YOUR OBJECTIVE:
Please print out every line of the material, unchanged.

[Start of section]

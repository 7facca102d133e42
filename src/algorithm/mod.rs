//! 图算法模块
//!
//! 提供谱系和轨迹片段提取所需的连通性算法

mod components;

pub use components::{weakly_connected_components, weakly_connected_components_by};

[End of section]

SOLUTION:
repository 7facca102d133e42
filename src/algorithm/mod.rs
//! 图算法模块
//!
//! 提供谱系和轨迹片段提取所需的连通性算法

mod components;

pub use components::{weakly_connected_components, weakly_connected_components_by};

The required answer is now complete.